━━━━━ SOURCE RECORDS

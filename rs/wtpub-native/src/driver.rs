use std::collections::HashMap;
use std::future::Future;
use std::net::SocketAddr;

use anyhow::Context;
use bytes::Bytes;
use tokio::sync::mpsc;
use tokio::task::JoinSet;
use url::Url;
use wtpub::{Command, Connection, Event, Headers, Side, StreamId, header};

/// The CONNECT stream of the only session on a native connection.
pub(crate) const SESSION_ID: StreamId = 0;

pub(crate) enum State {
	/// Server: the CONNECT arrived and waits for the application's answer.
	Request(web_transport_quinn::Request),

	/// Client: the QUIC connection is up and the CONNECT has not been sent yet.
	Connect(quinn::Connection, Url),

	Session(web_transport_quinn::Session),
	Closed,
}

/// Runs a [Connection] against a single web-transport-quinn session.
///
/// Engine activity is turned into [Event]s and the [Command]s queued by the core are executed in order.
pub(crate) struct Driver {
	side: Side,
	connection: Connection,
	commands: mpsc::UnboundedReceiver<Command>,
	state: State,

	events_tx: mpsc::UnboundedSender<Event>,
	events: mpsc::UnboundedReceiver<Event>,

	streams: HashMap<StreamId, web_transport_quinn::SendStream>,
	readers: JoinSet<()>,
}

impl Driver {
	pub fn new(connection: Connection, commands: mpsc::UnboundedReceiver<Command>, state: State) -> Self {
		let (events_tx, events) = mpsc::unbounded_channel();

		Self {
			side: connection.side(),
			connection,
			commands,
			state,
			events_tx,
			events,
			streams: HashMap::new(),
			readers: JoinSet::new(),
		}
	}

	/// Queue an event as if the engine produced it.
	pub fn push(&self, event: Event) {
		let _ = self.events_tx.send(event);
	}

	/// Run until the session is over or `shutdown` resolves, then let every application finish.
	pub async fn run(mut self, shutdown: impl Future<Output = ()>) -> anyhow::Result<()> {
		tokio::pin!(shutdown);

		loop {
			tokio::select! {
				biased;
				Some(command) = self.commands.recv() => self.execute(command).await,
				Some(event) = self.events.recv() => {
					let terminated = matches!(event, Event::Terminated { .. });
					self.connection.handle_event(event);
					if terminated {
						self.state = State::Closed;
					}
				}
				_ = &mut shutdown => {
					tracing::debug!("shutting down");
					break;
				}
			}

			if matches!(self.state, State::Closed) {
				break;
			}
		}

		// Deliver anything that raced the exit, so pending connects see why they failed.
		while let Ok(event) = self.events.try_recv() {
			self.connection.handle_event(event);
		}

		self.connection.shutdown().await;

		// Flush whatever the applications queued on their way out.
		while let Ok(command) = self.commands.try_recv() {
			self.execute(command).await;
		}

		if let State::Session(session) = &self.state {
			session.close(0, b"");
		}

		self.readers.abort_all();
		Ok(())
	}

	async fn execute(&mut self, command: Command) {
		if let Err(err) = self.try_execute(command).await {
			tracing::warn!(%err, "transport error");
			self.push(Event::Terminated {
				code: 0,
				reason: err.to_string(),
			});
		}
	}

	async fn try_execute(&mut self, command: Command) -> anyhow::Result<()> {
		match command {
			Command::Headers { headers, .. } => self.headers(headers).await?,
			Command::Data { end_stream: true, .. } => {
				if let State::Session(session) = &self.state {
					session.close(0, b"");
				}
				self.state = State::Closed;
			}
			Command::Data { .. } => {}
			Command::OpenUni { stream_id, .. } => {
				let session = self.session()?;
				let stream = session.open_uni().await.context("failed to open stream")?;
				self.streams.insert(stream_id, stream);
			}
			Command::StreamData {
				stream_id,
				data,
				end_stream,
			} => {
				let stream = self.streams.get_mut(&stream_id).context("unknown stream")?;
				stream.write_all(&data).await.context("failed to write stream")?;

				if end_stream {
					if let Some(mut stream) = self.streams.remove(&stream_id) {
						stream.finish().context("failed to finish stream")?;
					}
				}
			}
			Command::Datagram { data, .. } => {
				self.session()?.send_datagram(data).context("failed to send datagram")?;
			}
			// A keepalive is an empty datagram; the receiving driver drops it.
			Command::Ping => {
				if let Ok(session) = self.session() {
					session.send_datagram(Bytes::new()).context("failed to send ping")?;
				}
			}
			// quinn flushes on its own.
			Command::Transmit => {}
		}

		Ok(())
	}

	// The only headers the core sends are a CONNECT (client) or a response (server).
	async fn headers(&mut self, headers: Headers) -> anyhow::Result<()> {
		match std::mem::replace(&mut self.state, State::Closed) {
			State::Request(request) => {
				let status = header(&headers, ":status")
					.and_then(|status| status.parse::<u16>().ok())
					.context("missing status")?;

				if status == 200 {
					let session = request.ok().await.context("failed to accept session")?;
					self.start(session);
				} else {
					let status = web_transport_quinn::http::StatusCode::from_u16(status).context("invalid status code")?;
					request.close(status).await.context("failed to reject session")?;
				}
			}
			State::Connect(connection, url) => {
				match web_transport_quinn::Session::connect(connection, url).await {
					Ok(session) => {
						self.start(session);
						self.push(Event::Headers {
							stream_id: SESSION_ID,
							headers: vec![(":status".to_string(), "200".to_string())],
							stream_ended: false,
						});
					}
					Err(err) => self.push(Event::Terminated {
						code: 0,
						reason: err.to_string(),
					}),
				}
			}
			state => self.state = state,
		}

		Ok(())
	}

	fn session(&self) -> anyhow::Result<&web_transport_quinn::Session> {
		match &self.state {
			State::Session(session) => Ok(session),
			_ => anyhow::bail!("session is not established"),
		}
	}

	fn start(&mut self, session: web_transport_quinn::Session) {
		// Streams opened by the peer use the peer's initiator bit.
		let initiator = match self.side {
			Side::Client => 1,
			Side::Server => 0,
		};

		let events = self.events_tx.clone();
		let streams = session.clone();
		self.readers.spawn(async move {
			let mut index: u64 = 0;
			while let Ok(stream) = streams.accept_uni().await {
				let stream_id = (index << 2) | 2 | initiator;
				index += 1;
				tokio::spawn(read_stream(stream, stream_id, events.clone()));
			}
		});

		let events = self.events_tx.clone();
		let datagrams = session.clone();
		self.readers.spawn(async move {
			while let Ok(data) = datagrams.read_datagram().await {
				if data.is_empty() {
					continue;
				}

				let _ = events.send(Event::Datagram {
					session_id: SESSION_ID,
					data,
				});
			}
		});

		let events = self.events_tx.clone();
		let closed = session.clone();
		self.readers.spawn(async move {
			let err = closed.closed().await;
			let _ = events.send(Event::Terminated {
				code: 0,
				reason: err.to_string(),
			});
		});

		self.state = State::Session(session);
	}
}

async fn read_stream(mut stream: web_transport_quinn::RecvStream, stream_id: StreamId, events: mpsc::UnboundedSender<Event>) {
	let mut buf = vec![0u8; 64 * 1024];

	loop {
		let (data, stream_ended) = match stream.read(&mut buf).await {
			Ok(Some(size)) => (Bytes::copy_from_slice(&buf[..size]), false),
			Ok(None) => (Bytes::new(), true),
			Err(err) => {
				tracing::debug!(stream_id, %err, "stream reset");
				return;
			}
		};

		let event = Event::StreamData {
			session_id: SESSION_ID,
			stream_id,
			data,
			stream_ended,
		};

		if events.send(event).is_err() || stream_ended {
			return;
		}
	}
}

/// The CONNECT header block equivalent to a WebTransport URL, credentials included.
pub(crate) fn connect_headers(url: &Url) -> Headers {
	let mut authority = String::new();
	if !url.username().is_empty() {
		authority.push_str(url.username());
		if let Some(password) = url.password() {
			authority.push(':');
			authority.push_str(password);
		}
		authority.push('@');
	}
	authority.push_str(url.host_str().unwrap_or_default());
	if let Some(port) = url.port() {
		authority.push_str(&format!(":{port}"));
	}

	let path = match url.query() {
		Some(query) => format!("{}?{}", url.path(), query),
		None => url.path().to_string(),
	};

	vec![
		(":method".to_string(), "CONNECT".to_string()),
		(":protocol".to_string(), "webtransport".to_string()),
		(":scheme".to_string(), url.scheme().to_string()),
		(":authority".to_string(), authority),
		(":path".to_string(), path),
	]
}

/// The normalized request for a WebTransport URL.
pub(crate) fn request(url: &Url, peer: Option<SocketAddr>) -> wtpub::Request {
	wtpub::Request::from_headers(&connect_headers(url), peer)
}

━━━━━━━━━━
━━━━━ SOURCE RECORDS

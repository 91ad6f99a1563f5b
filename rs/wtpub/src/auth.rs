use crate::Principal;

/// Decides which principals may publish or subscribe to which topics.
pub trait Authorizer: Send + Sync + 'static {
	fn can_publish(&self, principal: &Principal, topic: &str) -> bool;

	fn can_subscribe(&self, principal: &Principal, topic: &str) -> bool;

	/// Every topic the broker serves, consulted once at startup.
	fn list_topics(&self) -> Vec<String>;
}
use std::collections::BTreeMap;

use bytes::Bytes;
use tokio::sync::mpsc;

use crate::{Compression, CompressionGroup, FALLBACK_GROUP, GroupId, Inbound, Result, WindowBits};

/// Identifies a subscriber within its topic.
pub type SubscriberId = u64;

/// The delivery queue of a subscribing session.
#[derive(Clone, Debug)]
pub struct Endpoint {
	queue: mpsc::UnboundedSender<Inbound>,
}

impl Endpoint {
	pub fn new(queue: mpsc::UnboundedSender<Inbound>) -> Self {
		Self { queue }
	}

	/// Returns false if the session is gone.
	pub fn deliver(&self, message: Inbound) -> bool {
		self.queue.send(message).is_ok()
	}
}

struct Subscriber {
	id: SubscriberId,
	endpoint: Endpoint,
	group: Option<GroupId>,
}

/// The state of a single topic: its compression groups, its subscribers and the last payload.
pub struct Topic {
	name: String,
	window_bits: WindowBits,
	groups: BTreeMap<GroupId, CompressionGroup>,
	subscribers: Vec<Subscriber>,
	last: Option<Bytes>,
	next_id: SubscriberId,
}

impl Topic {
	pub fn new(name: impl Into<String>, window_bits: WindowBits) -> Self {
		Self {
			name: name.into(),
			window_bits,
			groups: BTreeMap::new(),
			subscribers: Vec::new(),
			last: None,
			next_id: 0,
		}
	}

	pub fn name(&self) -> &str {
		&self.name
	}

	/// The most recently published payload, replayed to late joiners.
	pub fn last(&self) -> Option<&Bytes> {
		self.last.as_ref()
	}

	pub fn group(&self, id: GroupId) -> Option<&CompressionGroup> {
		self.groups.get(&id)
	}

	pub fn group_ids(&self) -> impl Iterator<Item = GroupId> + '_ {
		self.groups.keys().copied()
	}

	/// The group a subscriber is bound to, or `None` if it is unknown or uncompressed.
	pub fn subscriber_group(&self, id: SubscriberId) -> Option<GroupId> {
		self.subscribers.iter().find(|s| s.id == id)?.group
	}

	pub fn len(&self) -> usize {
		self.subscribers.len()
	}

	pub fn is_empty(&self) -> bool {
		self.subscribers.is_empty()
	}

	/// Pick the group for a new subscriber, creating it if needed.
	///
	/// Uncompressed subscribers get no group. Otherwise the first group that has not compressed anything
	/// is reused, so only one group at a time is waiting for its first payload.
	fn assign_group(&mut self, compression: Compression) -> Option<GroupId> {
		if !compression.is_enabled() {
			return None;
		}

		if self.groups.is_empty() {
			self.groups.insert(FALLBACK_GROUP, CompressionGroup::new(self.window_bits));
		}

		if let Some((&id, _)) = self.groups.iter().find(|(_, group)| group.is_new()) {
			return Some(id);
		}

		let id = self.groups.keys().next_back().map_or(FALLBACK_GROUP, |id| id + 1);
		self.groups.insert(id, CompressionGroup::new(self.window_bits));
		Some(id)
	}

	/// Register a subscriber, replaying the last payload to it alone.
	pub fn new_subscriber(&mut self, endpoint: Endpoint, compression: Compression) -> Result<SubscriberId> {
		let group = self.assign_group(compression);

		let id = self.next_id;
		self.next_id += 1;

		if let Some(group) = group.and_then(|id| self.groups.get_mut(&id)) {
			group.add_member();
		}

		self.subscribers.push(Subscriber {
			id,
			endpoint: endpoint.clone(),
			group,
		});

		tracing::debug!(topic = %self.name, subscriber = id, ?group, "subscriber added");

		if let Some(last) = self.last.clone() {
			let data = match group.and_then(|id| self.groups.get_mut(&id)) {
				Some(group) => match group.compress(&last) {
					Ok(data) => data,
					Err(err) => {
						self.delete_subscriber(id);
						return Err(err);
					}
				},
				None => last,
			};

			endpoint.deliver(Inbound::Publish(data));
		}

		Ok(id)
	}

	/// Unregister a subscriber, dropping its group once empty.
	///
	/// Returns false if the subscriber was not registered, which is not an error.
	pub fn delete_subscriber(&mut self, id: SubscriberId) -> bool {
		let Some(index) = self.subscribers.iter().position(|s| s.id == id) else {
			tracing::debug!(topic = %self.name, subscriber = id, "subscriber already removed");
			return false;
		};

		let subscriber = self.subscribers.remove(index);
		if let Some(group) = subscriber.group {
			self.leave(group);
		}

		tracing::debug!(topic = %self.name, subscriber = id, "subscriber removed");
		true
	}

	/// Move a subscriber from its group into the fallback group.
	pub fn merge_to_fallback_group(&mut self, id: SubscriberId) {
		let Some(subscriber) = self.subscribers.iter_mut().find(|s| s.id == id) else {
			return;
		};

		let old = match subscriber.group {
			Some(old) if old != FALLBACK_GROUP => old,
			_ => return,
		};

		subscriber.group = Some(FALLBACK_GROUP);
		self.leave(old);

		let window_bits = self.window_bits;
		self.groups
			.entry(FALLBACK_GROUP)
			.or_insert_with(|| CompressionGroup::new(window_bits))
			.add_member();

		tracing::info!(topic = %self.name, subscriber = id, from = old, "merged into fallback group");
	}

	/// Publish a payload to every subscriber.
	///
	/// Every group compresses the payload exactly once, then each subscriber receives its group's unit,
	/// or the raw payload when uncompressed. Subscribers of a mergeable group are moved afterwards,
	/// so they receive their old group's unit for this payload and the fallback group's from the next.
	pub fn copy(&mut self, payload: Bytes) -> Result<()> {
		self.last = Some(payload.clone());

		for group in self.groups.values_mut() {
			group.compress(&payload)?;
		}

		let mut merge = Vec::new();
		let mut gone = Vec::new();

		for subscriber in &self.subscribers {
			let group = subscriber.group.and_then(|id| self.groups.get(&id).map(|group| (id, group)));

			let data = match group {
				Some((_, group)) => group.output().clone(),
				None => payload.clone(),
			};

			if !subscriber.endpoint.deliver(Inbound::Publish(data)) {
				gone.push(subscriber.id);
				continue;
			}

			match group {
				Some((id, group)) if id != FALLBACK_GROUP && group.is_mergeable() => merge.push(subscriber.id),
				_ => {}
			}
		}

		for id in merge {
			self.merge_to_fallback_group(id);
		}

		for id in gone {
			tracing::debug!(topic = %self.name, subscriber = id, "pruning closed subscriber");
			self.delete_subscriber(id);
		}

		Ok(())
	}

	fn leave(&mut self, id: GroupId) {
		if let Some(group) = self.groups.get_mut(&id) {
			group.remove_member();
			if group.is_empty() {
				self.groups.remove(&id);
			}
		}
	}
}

━━━━━━━━━━
━━━━━ SOURCE RECORDS

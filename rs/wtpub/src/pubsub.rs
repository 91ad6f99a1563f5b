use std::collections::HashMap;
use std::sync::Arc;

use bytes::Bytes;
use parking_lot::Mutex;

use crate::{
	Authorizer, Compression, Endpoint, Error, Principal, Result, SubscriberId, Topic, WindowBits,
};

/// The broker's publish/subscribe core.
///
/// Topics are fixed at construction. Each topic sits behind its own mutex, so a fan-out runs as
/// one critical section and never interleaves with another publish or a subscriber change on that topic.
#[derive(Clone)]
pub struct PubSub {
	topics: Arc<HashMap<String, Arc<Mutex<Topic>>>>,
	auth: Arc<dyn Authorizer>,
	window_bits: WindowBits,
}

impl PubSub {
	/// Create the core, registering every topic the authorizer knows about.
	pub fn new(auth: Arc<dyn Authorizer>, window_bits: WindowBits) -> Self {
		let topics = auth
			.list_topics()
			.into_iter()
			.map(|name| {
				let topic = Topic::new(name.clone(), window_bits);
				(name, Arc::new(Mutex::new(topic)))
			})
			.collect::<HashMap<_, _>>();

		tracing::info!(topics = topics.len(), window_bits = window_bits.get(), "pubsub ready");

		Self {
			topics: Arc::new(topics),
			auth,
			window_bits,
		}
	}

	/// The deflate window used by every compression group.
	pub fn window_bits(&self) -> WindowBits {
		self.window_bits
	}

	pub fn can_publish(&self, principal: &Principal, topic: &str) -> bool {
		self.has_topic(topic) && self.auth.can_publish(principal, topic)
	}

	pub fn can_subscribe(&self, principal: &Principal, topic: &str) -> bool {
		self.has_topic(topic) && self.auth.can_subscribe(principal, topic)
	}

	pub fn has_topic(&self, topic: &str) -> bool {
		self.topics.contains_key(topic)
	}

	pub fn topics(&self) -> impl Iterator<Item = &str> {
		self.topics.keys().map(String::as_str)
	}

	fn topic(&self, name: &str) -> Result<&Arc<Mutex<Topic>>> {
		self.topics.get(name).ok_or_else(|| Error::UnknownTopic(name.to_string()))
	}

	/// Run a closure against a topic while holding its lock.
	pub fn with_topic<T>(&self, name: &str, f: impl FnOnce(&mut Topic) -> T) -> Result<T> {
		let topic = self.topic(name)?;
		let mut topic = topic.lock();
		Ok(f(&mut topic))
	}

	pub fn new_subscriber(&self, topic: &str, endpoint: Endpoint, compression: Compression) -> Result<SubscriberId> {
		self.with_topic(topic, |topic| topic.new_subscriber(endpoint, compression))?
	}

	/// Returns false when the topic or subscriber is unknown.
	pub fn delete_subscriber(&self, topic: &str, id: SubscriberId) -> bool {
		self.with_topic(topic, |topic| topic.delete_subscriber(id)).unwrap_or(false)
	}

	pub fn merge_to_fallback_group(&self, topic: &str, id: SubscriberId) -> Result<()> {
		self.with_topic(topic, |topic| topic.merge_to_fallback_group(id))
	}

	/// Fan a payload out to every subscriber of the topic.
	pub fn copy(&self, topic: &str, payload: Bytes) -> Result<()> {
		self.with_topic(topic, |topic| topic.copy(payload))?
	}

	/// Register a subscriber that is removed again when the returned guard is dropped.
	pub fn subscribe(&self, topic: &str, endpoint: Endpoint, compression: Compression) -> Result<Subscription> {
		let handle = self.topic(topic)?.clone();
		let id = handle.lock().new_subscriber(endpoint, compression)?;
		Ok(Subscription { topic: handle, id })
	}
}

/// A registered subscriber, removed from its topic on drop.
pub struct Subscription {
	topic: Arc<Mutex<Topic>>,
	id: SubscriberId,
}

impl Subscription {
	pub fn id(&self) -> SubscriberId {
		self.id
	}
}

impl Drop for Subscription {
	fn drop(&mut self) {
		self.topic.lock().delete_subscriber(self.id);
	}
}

━━━━━━━━━━

Go through the data and show each line that holds "tokio".

use tokio::sync::mpsc;
use tokio::task::JoinSet;
		tokio::pin!(shutdown);
			tokio::select! {
				tokio::spawn(read_stream(stream, stream_id, events.clone()));
use tokio::sync::mpsc;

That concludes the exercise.